### Required work:
Tally the lines in the records below that contain "data" and return only the result.

--- Study material ---

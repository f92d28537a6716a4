#![allow(dead_code)]

use axum::{
    extract::State,
    http::{
        header,
        HeaderMap,
        StatusCode,
        Uri,
    },
    response::{
        IntoResponse,
        Response,
    },
    Json,
    Router,
};
use object_store::{
    memory::InMemory,
    ObjectStore,
};
use serde_json::{
    json,
    Value,
};
use std::{
    collections::HashMap,
    sync::{
        Arc,
        Mutex,
    },
};
use tokio::{
    net::TcpListener,
    task::JoinHandle,
};
use unifi_scraper::{
    ArchiveUploader,
    BucketStore,
    Catalog,
    CollectionFetcher,
    ControllerSession,
    Credentials,
    ScrapeRun,
    Scraper,
};
use unifi_scraper_config::Secret;

pub const BUCKET: &str = "unifi-scrapes";
pub const SESSION_COOKIE: &str = "PHPSESSID=3f2a9c";

pub const TEST_CATALOG: &str = r#"{
    "payloads": {
        "A": { "selected_collection_method": "A" },
        "B": { "selected_collection_method": "B" },
        "C": { "selected_collection_method": "C" }
    },
    "required_additional_payload_keys": { "selected_site_id": "default" }
}"#;

#[derive(Clone, Debug)]
pub struct RecordedRequest {
    pub path: String,
    pub content_type: Option<String>,
    pub cookie: Option<String>,
    pub body: String,
}

impl RecordedRequest {
    pub fn form(&self) -> HashMap<String, String> {
        url::form_urlencoded::parse(self.body.as_bytes())
            .into_owned()
            .collect()
    }
}

#[derive(Clone)]
struct ControllerState {
    requests: Arc<Mutex<Vec<RecordedRequest>>>,
    login_status: StatusCode,
    collections: Arc<HashMap<String, Value>>,
    raw_answers: Arc<HashMap<String, Value>>,
}

/// An API browser stand-in that records every request it gets.
pub struct MockController {
    pub base_url: String,
    requests: Arc<Mutex<Vec<RecordedRequest>>>,
    server: JoinHandle<()>,
}

impl MockController {
    /// Collections are answered by the value of their `selected_collection_method` field. Collections without an
    /// entry are answered without a `data` field.
    pub async fn start(login_status: StatusCode, collections: HashMap<String, Value>) -> Self {
        Self::serve(login_status, collections, HashMap::new()).await
    }

    /// Answers the given collections with the bare value as response body, without the `data` envelope.
    pub async fn with_raw_answers(raw_answers: HashMap<String, Value>) -> Self {
        Self::serve(StatusCode::OK, HashMap::new(), raw_answers).await
    }

    async fn serve(
        login_status: StatusCode,
        collections: HashMap<String, Value>,
        raw_answers: HashMap<String, Value>,
    ) -> Self {
        let requests = Arc::new(Mutex::new(Vec::new()));
        let state = ControllerState {
            requests: requests.clone(),
            login_status,
            collections: Arc::new(collections),
            raw_answers: Arc::new(raw_answers),
        };
        let app = Router::new().fallback(handle).with_state(state);

        let listener = TcpListener::bind("127.0.0.1:0").await.unwrap();
        let addr = listener.local_addr().unwrap();
        let server = tokio::spawn(async move {
            axum::serve(listener, app).await.unwrap();
        });

        Self {
            base_url: format!("http://{addr}"),
            requests,
            server,
        }
    }

    pub fn requests(&self) -> Vec<RecordedRequest> {
        self.requests.lock().unwrap().clone()
    }

    pub fn paths(&self) -> Vec<String> {
        self.requests().into_iter().map(|r| r.path).collect()
    }

    pub fn fetched_collections(&self) -> Vec<String> {
        self.requests()
            .into_iter()
            .filter(|r| r.path == "/ajax/fetch_collection.php")
            .filter_map(|r| r.form().get("selected_collection_method").cloned())
            .collect()
    }
}

impl Drop for MockController {
    fn drop(&mut self) {
        self.server.abort();
    }
}

async fn handle(State(state): State<ControllerState>, uri: Uri, headers: HeaderMap, body: String) -> Response {
    let header_value = |name: header::HeaderName| {
        headers
            .get(name)
            .and_then(|v| v.to_str().ok())
            .map(str::to_string)
    };
    let request = RecordedRequest {
        path: uri.path().to_string(),
        content_type: header_value(header::CONTENT_TYPE),
        cookie: header_value(header::COOKIE),
        body,
    };
    state.requests.lock().unwrap().push(request.clone());

    match request.path.as_str() {
        "/login.php" if state.login_status.is_success() => (
            StatusCode::OK,
            [(header::SET_COOKIE, format!("{SESSION_COOKIE}; Path=/"))],
            Json(json!({ "success": true })),
        )
            .into_response(),
        "/login.php" => (state.login_status, "invalid credentials").into_response(),
        "/ajax/update_controller.php" => StatusCode::OK.into_response(),
        "/ajax/fetch_collection.php" => {
            let method = request.form().get("selected_collection_method").cloned().unwrap_or_default();
            if let Some(raw) = state.raw_answers.get(&method) {
                return Json(raw.clone()).into_response();
            }
            match state.collections.get(&method) {
                Some(data) => Json(json!({ "data": data })).into_response(),
                None => Json(json!({ "state": "error" })).into_response(),
            }
        }
        _ => StatusCode::NOT_FOUND.into_response(),
    }
}

pub fn credentials() -> Credentials {
    Credentials {
        username: "scraper".to_string(),
        password: Secret::new("hunter2"),
    }
}

pub fn collections() -> HashMap<String, Value> {
    HashMap::from([
        ("A".to_string(), json!([{ "oid": "5f1", "num_sta": 12, "wlan_bytes": 1024.5 }])),
        ("B".to_string(), json!({ "count": 3, "archived": false })),
        ("C".to_string(), json!([])),
    ])
}

/// A logged-in scraper for `catalog`, writing to an in-memory bucket.
pub async fn logged_in_scraper(
    mock: &MockController,
    catalog: Catalog,
    run: ScrapeRun,
) -> (Scraper, Arc<dyn ObjectStore>) {
    let session = ControllerSession::login(&mock.base_url, &credentials())
        .await
        .unwrap();
    let store: Arc<dyn ObjectStore> = Arc::new(InMemory::new());
    let scraper = Scraper::new(
        CollectionFetcher::new(session, Arc::new(catalog)),
        ArchiveUploader::new(Arc::new(BucketStore::new(BUCKET, store.clone()))),
        BUCKET,
        run,
    );
    (scraper, store)
}

pub fn test_catalog() -> Catalog {
    Catalog::from_json_str(TEST_CATALOG).unwrap()
}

---

### Answer to the exercise:
3